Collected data
BEGIN

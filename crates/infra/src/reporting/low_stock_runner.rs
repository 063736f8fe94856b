use std::sync::{Arc, mpsc};
use std::thread;
use std::time::{Duration, Instant};

use chrono::{DateTime, Utc};
use serde::Serialize;
use thiserror::Error;
use tracing::{info, warn};

use arka_catalog::ProductView;

use crate::error::LedgerError;
use crate::query::LowStockSource;

/// Snapshot of every product strictly below `threshold` at `generated_at`.
#[derive(Debug, Clone, PartialEq, Eq, Serialize)]
pub struct LowStockReport {
    pub generated_at: DateTime<Utc>,
    pub threshold: i64,
    pub products: Vec<ProductView>,
}

#[derive(Debug, Error)]
pub enum ReportError {
    #[error("low stock query failed: {0}")]
    Source(#[from] LedgerError),

    #[error("report delivery failed: {0}")]
    Delivery(String),
}

/// Receives generated reports (renders, stores and/or sends them).
pub trait LowStockReportSink: Send + Sync + 'static {
    fn deliver(&self, report: LowStockReport) -> Result<(), ReportError>;
}

/// In-memory sink for tests/dev.
#[derive(Debug, Default)]
pub struct InMemoryLowStockSink {
    inner: std::sync::Mutex<Vec<LowStockReport>>,
}

impl InMemoryLowStockSink {
    pub fn new() -> Self {
        Self::default()
    }

    pub fn all(&self) -> Vec<LowStockReport> {
        self.inner.lock().map(|r| r.clone()).unwrap_or_default()
    }
}

impl LowStockReportSink for InMemoryLowStockSink {
    fn deliver(&self, report: LowStockReport) -> Result<(), ReportError> {
        self.inner
            .lock()
            .map_err(|_| ReportError::Delivery("lock poisoned".to_string()))?
            .push(report);
        Ok(())
    }
}

/// Build a report for `threshold` now and hand it to `sink`.
///
/// The on-demand path; the runner uses it for every scheduled run. Returns the
/// report that was delivered.
pub fn generate_report<Q, K>(
    source: &Q,
    sink: &K,
    threshold: i64,
) -> Result<LowStockReport, ReportError>
where
    Q: LowStockSource + ?Sized,
    K: LowStockReportSink + ?Sized,
{
    let products = source.low_stock(threshold)?;
    let report = LowStockReport {
        generated_at: Utc::now(),
        threshold,
        products: products.iter().map(|p| p.view()).collect(),
    };
    sink.deliver(report.clone())?;
    Ok(report)
}

/// Config for the low-stock report runner.
#[derive(Debug, Clone)]
pub struct LowStockReportRunner {
    pub threshold: i64,
    pub interval: Duration,
    pub max_retries: u32,
    pub base_backoff: Duration,
}

impl Default for LowStockReportRunner {
    fn default() -> Self {
        Self {
            threshold: 10,
            interval: Duration::from_secs(15 * 60),
            max_retries: 5,
            base_backoff: Duration::from_millis(250),
        }
    }
}

/// Handle for the running report thread (shutdown + trigger hook).
#[derive(Debug)]
pub struct LowStockReportRunnerHandle {
    shutdown: mpsc::Sender<()>,
    trigger: mpsc::SyncSender<()>,
    join: Option<thread::JoinHandle<()>>,
}

impl LowStockReportRunnerHandle {
    /// Ask for a report outside the schedule.
    ///
    /// Triggers are coalesced: if one is already pending this is a no-op.
    pub fn trigger(&self) {
        let _ = self.trigger.try_send(());
    }

    /// Stop the runner thread and wait for it.
    pub fn shutdown(mut self) {
        let _ = self.shutdown.send(());
        if let Some(j) = self.join.take() {
            let _ = j.join();
        }
    }
}

impl LowStockReportRunner {
    /// Spawn the runner thread.
    ///
    /// - Schedule: once on start, then every `interval`
    /// - Trigger: `handle.trigger()` requests an extra run
    /// - Failures: logged + retried with bounded exponential backoff; never propagate
    pub fn spawn<Q, K>(
        &self,
        name: &'static str,
        source: Arc<Q>,
        sink: Arc<K>,
    ) -> std::io::Result<LowStockReportRunnerHandle>
    where
        Q: LowStockSource,
        K: LowStockReportSink,
    {
        let (shutdown_tx, shutdown_rx) = mpsc::channel::<()>();
        let (trigger_tx, trigger_rx) = mpsc::sync_channel::<()>(1);

        let cfg = self.clone();
        let join = thread::Builder::new()
            .name(name.to_string())
            .spawn(move || runner_loop(name, cfg, shutdown_rx, trigger_rx, source, sink))?;

        Ok(LowStockReportRunnerHandle {
            shutdown: shutdown_tx,
            trigger: trigger_tx,
            join: Some(join),
        })
    }
}

fn runner_loop<Q, K>(
    name: &'static str,
    cfg: LowStockReportRunner,
    shutdown_rx: mpsc::Receiver<()>,
    trigger_rx: mpsc::Receiver<()>,
    source: Arc<Q>,
    sink: Arc<K>,
) where
    Q: LowStockSource,
    K: LowStockReportSink,
{
    info!(runner = name, threshold = cfg.threshold, "low stock report runner started");

    let mut next_tick = Instant::now() + cfg.interval;
    let mut pending = true; // run once on startup
    let mut failures: u32 = 0;
    let mut backoff_until: Option<Instant> = None;

    loop {
        // Shutdown has priority.
        match shutdown_rx.try_recv() {
            Ok(()) | Err(mpsc::TryRecvError::Disconnected) => break,
            Err(mpsc::TryRecvError::Empty) => {}
        }

        let now = Instant::now();
        if now >= next_tick {
            pending = true;
            // Keep a stable cadence even if we were delayed.
            while next_tick <= now {
                next_tick += cfg.interval;
            }
        }

        while trigger_rx.try_recv().is_ok() {
            pending = true;
        }

        if let Some(until) = backoff_until {
            if Instant::now() < until {
                thread::sleep(Duration::from_millis(50));
                continue;
            }
            backoff_until = None;
        }

        if !pending {
            let sleep_for = next_tick
                .saturating_duration_since(Instant::now())
                .min(Duration::from_millis(250));
            thread::sleep(sleep_for);
            continue;
        }

        pending = false;

        match generate_report(source.as_ref(), sink.as_ref(), cfg.threshold) {
            Ok(report) => {
                failures = 0;
                info!(
                    runner = name,
                    products = report.products.len(),
                    "low stock report delivered"
                );
            }
            Err(e) => {
                warn!(runner = name, error = %e, "low stock report failed");
                failures += 1;
                if failures <= cfg.max_retries {
                    pending = true;
                    backoff_until = Some(Instant::now() + backoff(cfg.base_backoff, failures));
                } else {
                    failures = 0;
                }
            }
        }
    }

    info!(runner = name, "low stock report runner stopped");
}

fn backoff(base: Duration, attempt: u32) -> Duration {
    // base * 2^(attempt-1), capped at 10s.
    let pow = 1u32 << attempt.saturating_sub(1).min(10);
    let ms = base.as_millis().saturating_mul(pow as u128);
    Duration::from_millis(ms.min(10_000) as u64)
}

END

_What is required_: Could you write out all the entries exactly as given?

_Output for this exercise_:
filename crates/infra/src/reporting/low_stock_runner.rs
repository 063736f8fe94856b
use std::sync::{Arc, mpsc};
use std::thread;
use std::time::{Duration, Instant};

use chrono::{DateTime, Utc};
use serde::Serialize;
use thiserror::Error;
use tracing::{info, warn};

use arka_catalog::ProductView;

use crate::error::LedgerError;
use crate::query::LowStockSource;

/// Snapshot of every product strictly below `threshold` at `generated_at`.
#[derive(Debug, Clone, PartialEq, Eq, Serialize)]
pub struct LowStockReport {
    pub generated_at: DateTime<Utc>,
    pub threshold: i64,
    pub products: Vec<ProductView>,
}

#[derive(Debug, Error)]
pub enum ReportError {
    #[error("low stock query failed: {0}")]
    Source(#[from] LedgerError),

    #[error("report delivery failed: {0}")]
    Delivery(String),
}

/// Receives generated reports (renders, stores and/or sends them).
pub trait LowStockReportSink: Send + Sync + 'static {
    fn deliver(&self, report: LowStockReport) -> Result<(), ReportError>;
}

/// In-memory sink for tests/dev.
#[derive(Debug, Default)]
pub struct InMemoryLowStockSink {
    inner: std::sync::Mutex<Vec<LowStockReport>>,
}

impl InMemoryLowStockSink {
    pub fn new() -> Self {
        Self::default()
    }

    pub fn all(&self) -> Vec<LowStockReport> {
        self.inner.lock().map(|r| r.clone()).unwrap_or_default()
    }
}

impl LowStockReportSink for InMemoryLowStockSink {
    fn deliver(&self, report: LowStockReport) -> Result<(), ReportError> {
        self.inner
            .lock()
            .map_err(|_| ReportError::Delivery("lock poisoned".to_string()))?
            .push(report);
        Ok(())
    }
}

/// Build a report for `threshold` now and hand it to `sink`.
///
/// The on-demand path; the runner uses it for every scheduled run. Returns the
/// report that was delivered.
pub fn generate_report<Q, K>(
    source: &Q,
    sink: &K,
    threshold: i64,
) -> Result<LowStockReport, ReportError>
where
    Q: LowStockSource + ?Sized,
    K: LowStockReportSink + ?Sized,
{
    let products = source.low_stock(threshold)?;
    let report = LowStockReport {
        generated_at: Utc::now(),
        threshold,
        products: products.iter().map(|p| p.view()).collect(),
    };
    sink.deliver(report.clone())?;
    Ok(report)
}

/// Config for the low-stock report runner.
#[derive(Debug, Clone)]
pub struct LowStockReportRunner {
    pub threshold: i64,
    pub interval: Duration,
    pub max_retries: u32,
    pub base_backoff: Duration,
}

impl Default for LowStockReportRunner {
    fn default() -> Self {
        Self {
            threshold: 10,
            interval: Duration::from_secs(15 * 60),
            max_retries: 5,
            base_backoff: Duration::from_millis(250),
        }
    }
}

/// Handle for the running report thread (shutdown + trigger hook).
#[derive(Debug)]
pub struct LowStockReportRunnerHandle {
    shutdown: mpsc::Sender<()>,
    trigger: mpsc::SyncSender<()>,
    join: Option<thread::JoinHandle<()>>,
}

impl LowStockReportRunnerHandle {
    /// Ask for a report outside the schedule.
    ///
    /// Triggers are coalesced: if one is already pending this is a no-op.
    pub fn trigger(&self) {
        let _ = self.trigger.try_send(());
    }

    /// Stop the runner thread and wait for it.
    pub fn shutdown(mut self) {
        let _ = self.shutdown.send(());
        if let Some(j) = self.join.take() {
            let _ = j.join();
        }
    }
}

impl LowStockReportRunner {
    /// Spawn the runner thread.
    ///
    /// - Schedule: once on start, then every `interval`
    /// - Trigger: `handle.trigger()` requests an extra run
    /// - Failures: logged + retried with bounded exponential backoff; never propagate
    pub fn spawn<Q, K>(
        &self,
        name: &'static str,
        source: Arc<Q>,
        sink: Arc<K>,
    ) -> std::io::Result<LowStockReportRunnerHandle>
    where
        Q: LowStockSource,
        K: LowStockReportSink,
    {
        let (shutdown_tx, shutdown_rx) = mpsc::channel::<()>();
        let (trigger_tx, trigger_rx) = mpsc::sync_channel::<()>(1);

        let cfg = self.clone();
        let join = thread::Builder::new()
            .name(name.to_string())
            .spawn(move || runner_loop(name, cfg, shutdown_rx, trigger_rx, source, sink))?;

        Ok(LowStockReportRunnerHandle {
            shutdown: shutdown_tx,
            trigger: trigger_tx,
            join: Some(join),
        })
    }
}

fn runner_loop<Q, K>(
    name: &'static str,
    cfg: LowStockReportRunner,
    shutdown_rx: mpsc::Receiver<()>,
    trigger_rx: mpsc::Receiver<()>,
    source: Arc<Q>,
    sink: Arc<K>,
) where
    Q: LowStockSource,
    K: LowStockReportSink,
{
    info!(runner = name, threshold = cfg.threshold, "low stock report runner started");

    let mut next_tick = Instant::now() + cfg.interval;
    let mut pending = true; // run once on startup
    let mut failures: u32 = 0;
    let mut backoff_until: Option<Instant> = None;

    loop {
        // Shutdown has priority.
        match shutdown_rx.try_recv() {
            Ok(()) | Err(mpsc::TryRecvError::Disconnected) => break,
            Err(mpsc::TryRecvError::Empty) => {}
        }

        let now = Instant::now();
        if now >= next_tick {
            pending = true;
            // Keep a stable cadence even if we were delayed.
            while next_tick <= now {
                next_tick += cfg.interval;
            }
        }

        while trigger_rx.try_recv().is_ok() {
            pending = true;
        }

        if let Some(until) = backoff_until {
            if Instant::now() < until {
                thread::sleep(Duration::from_millis(50));
                continue;
            }
            backoff_until = None;
        }

        if !pending {
            let sleep_for = next_tick
                .saturating_duration_since(Instant::now())
                .min(Duration::from_millis(250));
            thread::sleep(sleep_for);
            continue;
        }

        pending = false;

        match generate_report(source.as_ref(), sink.as_ref(), cfg.threshold) {
            Ok(report) => {
                failures = 0;
                info!(
                    runner = name,
                    products = report.products.len(),
                    "low stock report delivered"
                );
            }
            Err(e) => {
                warn!(runner = name, error = %e, "low stock report failed");
                failures += 1;
                if failures <= cfg.max_retries {
                    pending = true;
                    backoff_until = Some(Instant::now() + backoff(cfg.base_backoff, failures));
                } else {
                    failures = 0;
                }
            }
        }
    }

    info!(runner = name, "low stock report runner stopped");
}

fn backoff(base: Duration, attempt: u32) -> Duration {
    // base * 2^(attempt-1), capped at 10s.
    let pow = 1u32 << attempt.saturating_sub(1).min(10);
    let ms = base.as_millis().saturating_mul(pow as u128);
    Duration::from_millis(ms.min(10_000) as u64)
}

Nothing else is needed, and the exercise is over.